La période qui voit le passage de la dominante idéologique à la dominante pratique orientée par les nécessités de la scolarisation est celle d'une intense activité spéculative au cours de laquelle les lumières de la métaphysique jettent leurs derniers feux. La question de l'origine du langage et de la langue originelle est reprise sur de nouveaux frais, bien que les options traditionnelles demeurent encore vivaces, comme l'atteste ce fragment d'un article de 1820 : " Cependant, si nous sommes privés de faits positifs sur les temps où le langage oral prit naissance, ne pourrions-nous pas, comme dans les sciences spéculatives, procéder à la recherche des causes qui l'ont fait instituer par le moyen de l'induction et surtout par le secours de l'analogie, qui, comme on sait, est le plus sûr guide de nos jugements dans les choses qui ne sont point démontrées. Il est des habitudes qui sont communes à tous les hommes, dans tous les temps et dans tous les lieux, et qui, par leur propre force, résistent aux institutions contraires, force qu'elles empruntent des dispositions particulières à l'espèce humaine. C'est ainsi que, malgré les moeurs différentes qui caractérisaient les nations anciennes, M. Pougens [...] a reconnu dans le sanscrit, le zend, le pehlvi, le persan, le grec, le latin, le teutonique, le gothique, l'irlandais, des ressemblances particulières, non seulement dans les mots eux-mêmes, mais encore dans leur formation grammaticale, et dans leur combinaison syntaxique, fait qui semble attester que les hommes placés dans les mêmes circonstances emploient dans la déduction de leurs idées des moyens à peu près semblables "(258). Ainsi se dégage peu à peu une problématique de la langue française qui détache cette dernière des postulats universalistes hérités du XVIIIe siècle et l'ente sur le stemme puissant des principes généraux des langues qu'élabore au même instant la linguistique indo-européenne. Ce passage d'un paradigme à un autre conditionne en profondeur une nouvelle représentation de la langue, délibérément mise en place à partir de la seconde moitié du XIXe siècle .

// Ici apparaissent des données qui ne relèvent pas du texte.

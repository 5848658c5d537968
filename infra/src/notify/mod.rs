//! Delivery channel implementations for verification codes.
//!
//! `ChannelNotifier` is the production implementation of the core
//! `Notifier` trait, dispatching to SMTP email or Twilio SMS by delivery
//! method. `ConsoleNotifier` logs codes instead of sending them, for
//! development environments without provider credentials.

pub mod channel;
pub mod console;
pub mod smtp_email;
pub mod twilio_sms;

pub use channel::ChannelNotifier;
pub use console::ConsoleNotifier;
pub use smtp_email::SmtpEmailSender;
pub use twilio_sms::TwilioSmsSender;

/// Message body for a verification code delivery
pub(crate) fn code_message(code: &str, expires_in_seconds: u64) -> String {
    format!(
        "Your Onbo verification code is: {}. It expires in {} minutes.",
        code,
        (expires_in_seconds / 60).max(1)
    )
}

Au lieu de considérer la langue, dans son principe, comme un reflet de la pensée et, dans sa nature, comme une abstraction, les grammairiens s'efforcent désormais d'étudier les caractères physiques de la langue. On a vu plus haut l'exemple de Sophie Dupuis. Pour mieux comprendre le renversement qui s'opère à l'heure où la tradition issue de la grammaire générale et philosophique lance ses derniers feux, il conviendrait à titre illustratif de dresser la liste de tous les ouvrages grammaticaux qui, désormais, s'attachent à cerner les détails de la grammaire dans l'ensemble de la langue. Ou, pour parodier une formule célèbre alors en voie anonyme de constitution épistémique, que Taine formulera par la suite, pourquoi et comment " de tout petits faits bien choisis, importants, significatifs, simplement circonstanciés et minutieusement notés " peuvent constituer aujourd'hui -- même en langue -- " la matière de toute science "(259). André Chervel a livré l'essentiel de cette documentation dans la bibliographie dont il a accompagné son analyse de l'acquisition de l'orthographie dans le système scolaire français du XIXe siècle (260). Je me contenterai donc de rappeler qu'en 1840, par exemple, paraissent des ouvrages tels que :
-- Abria, Grammaire française avec de nombreux exercices, Paris, Langlois et Leclercq;
-- Beudant, Nouveaux éléments de grammaire française, Paris, Pitois-Levrault;
-- Conty, Exercices orthographiques syntaxiques composés avec l'histoire de France, Paris.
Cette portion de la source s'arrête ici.